Яйцо сияет, будто в нем своя энергия. Острейшее блаженство – смотреть на яйцо.
Солнце прячется, и яйцо блекнет.
Я вынимаю яйцо из рюмки и минуту ощупываю. Оно теплое. Женщины носили яйца между грудями – высиживали. Наверное, приятно.
Минималистская жизнь. Блаженство – это яйцо. Благословения сочтешь по пальцам одной руки. Но возможно, так мне и положено воспринимать. У меня есть яйцо – чего еще мне хотеть?
В стесненном положении жажда жизни цепляется к удивительным предметам. Хорошо бы зверушку завести: птичку, скажем, или кошку. Домашнего духа. Что угодно домашнее. На крайний случай сойдет и крыса, но шансов ноль. Слишком чистый дом.
Я ложкой отщипываю верхушку яйца и съедаю его нутро.

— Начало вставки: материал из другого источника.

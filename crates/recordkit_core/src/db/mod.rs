//! Relational connection contract and SQLite implementation.
//!
//! # Responsibility
//! - Define the connection surface consumed by records and cursors.
//! - Provide a SQLite-backed connection with bootstrap pragmas applied.
//!
//! # Invariants
//! - SQL handed to a connection by core is fully literal; placeholders are
//!   resolved by `sql::template` before execution.
//! - At most one logical operation is in flight on a connection. Connections
//!   are not `Sync`; callers synchronize externally or use one per worker.

use crate::model::literal::Literal;
use crate::model::row::Row;
use crate::sql::identifier::quote_identifier;
use crate::sql::template::{Escapes, StatementTemplate, TemplateError};
use std::error::Error;
use std::fmt::{Display, Formatter};

mod open;
pub mod sqlite;

pub use open::{open_db, open_db_in_memory};
pub use sqlite::SqliteConnection;

pub type DbResult<T> = Result<T, DbError>;

/// Boxed driver error kept as the `source()` of a `DbError`.
pub type DriverError = Box<dyn Error + Send + Sync + 'static>;

const LAST_INSERT_ID_SQL: &str = "select last_insert_id()";

#[derive(Debug)]
pub enum DbError {
    /// Opening or bootstrapping the session failed.
    Connection { target: String, source: DriverError },
    /// Executing or fetching a statement failed.
    Statement { sql: String, source: DriverError },
    /// The statement template could not be resolved.
    Template(TemplateError),
    /// The connection was used after `close()`.
    Closed,
}

impl DbError {
    pub fn statement(sql: impl Into<String>, source: impl Into<DriverError>) -> Self {
        Self::Statement {
            sql: sql.into(),
            source: source.into(),
        }
    }

    pub fn connection(target: impl Into<String>, source: impl Into<DriverError>) -> Self {
        Self::Connection {
            target: target.into(),
            source: source.into(),
        }
    }
}

impl Display for DbError {
    fn fmt(&self, f: &mut Formatter<'_>) -> std::fmt::Result {
        match self {
            Self::Connection { target, source } => {
                write!(f, "failed to connect to `{target}`: {source}")
            }
            Self::Statement { sql, source } => {
                write!(f, "failed to execute the statement `{sql}`: {source}")
            }
            Self::Template(err) => write!(f, "{err}"),
            Self::Closed => write!(f, "connection is closed"),
        }
    }
}

impl Error for DbError {
    fn source(&self) -> Option<&(dyn Error + 'static)> {
        match self {
            Self::Connection { source, .. } => Some(source.as_ref()),
            Self::Statement { source, .. } => Some(source.as_ref()),
            Self::Template(err) => Some(err),
            Self::Closed => None,
        }
    }
}

impl From<TemplateError> for DbError {
    fn from(value: TemplateError) -> Self {
        Self::Template(value)
    }
}

/// Connection surface consumed by the table helper, records and cursors.
///
/// `args` are bound to the `?` markers of `sql` by [`RelationalConnection::render`];
/// implementations run the rendered statement unbound.
pub trait RelationalConnection {
    /// Executes a statement and returns the number of affected rows.
    fn exec(&self, sql: &str, args: &[Literal]) -> DbResult<u64>;

    /// Executes a query and returns every row in fetch order.
    fn query_all(&self, sql: &str, args: &[Literal]) -> DbResult<Vec<Row>>;

    /// Escapes and quotes a value. `Null` maps to the `null` keyword.
    fn quote_literal(&self, value: &Literal) -> String;

    /// Closes the session. Later calls fail with [`DbError::Closed`].
    fn close(&mut self) -> DbResult<()>;

    /// Executes a query and returns its first row, if any.
    fn query_one(&self, sql: &str, args: &[Literal]) -> DbResult<Option<Row>> {
        Ok(self.query_all(sql, args)?.into_iter().next())
    }

    /// Escape rule of this engine's quoted literals. It must agree with
    /// [`RelationalConnection::quote_literal`].
    fn literal_escapes(&self) -> Escapes {
        Escapes::Backslash
    }

    /// Resolves placeholders with this connection's literal quoting.
    ///
    /// Every applicable placeholder must have an argument, including when
    /// `args` is empty.
    fn render(&self, sql: &str, args: &[Literal]) -> DbResult<String> {
        let rendered = StatementTemplate::parse_with(sql, self.literal_escapes())
            .render_checked(args, |value| self.quote_literal(value))?;
        Ok(rendered)
    }

    /// Lists the column names of `table` in declaration order.
    ///
    /// The default issues `show columns from <table>` and reads the `Field`
    /// column (or `name`, for engines that report it that way).
    fn describe_table(&self, table: &str) -> DbResult<Vec<String>> {
        let sql = format!("show columns from {}", quote_identifier(table));
        let rows = self.query_all(&sql, &[])?;
        Ok(rows
            .iter()
            .filter_map(|row| row.get("Field").or_else(|| row.get("name")))
            .map(str::to_string)
            .collect())
    }

    /// Runs an insert statement and returns the generated row id.
    ///
    /// The default issues a second `select last_insert_id()` round trip. It is
    /// not atomic: if the second call fails, the row persists but the id is
    /// lost. Engines with a session-scoped primitive should override this.
    fn insert_returning_id(&self, sql: &str) -> DbResult<String> {
        self.exec(sql, &[])?;
        let row = self.query_one(LAST_INSERT_ID_SQL, &[])?;
        row.as_ref()
            .and_then(|row| row.get_index(0))
            .map(str::to_string)
            .ok_or_else(|| DbError::statement(LAST_INSERT_ID_SQL, "statement returned no generated id"))
    }
}

/// Returns the leading SQL keyword, lower-cased, for metadata-only logging.
pub(crate) fn statement_verb(sql: &str) -> String {
    sql.split_whitespace()
        .next()
        .map(|word| {
            word.chars()
                .take_while(|ch| ch.is_ascii_alphabetic())
                .collect::<String>()
                .to_ascii_lowercase()
        })
        .filter(|verb| !verb.is_empty())
        .unwrap_or_else(|| "unknown".to_string())
}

Доедая второе яйцо, я слышу сирену: поначалу она из далекой дали спиралью вьется ко мне меж больших домов и стриженых газонов, тонкий насекомый писк; затем ближе, раскрывается звуковым соцветьем трубы. Воззвание – вот что такое эта сирена. Я откладываю ложку, сердце колотится, я снова подхожу к окну: голубая, не за мной? Но я вижу, как она выворачивает из-за угла, едет по улице, тормозит перед домом, не приглушая рева, и она – красная. Веселье в миру48, оно редко теперь случается. Я оставляю второе яйцо недоеденным, бегу к шкафу за накидкой и уже слышу на лестнице голоса, шаги.
– Поторапливайся, – говорит Кора, – я целый день ждать не могу, – и подает мне накидку, и взаправду улыбается.
Я едва не бегу по коридору, лестница – точно лыжня, парадная дверь распахнута, сегодня я могу выйти через нее, и Хранитель стоит, отдает честь. Начинается дождь, морось, и тяжкий аромат земли и травы наполняет воздух.
На дорожке припаркован красный Родомобиль. Сзади открыто, я карабкаюсь внутрь. Коврик на полу красный, окна занавешены красными шторками. Внутри уже три женщины, сидят на боковых скамьях вдоль стенок. Хранитель захлопывает и запирает двойные дверцы, забирается на переднее сиденье к водителю; через застекленную сетку нам видны их затылки. Машина рвет с места, над головой верещит сирена: дорогу, дорогу!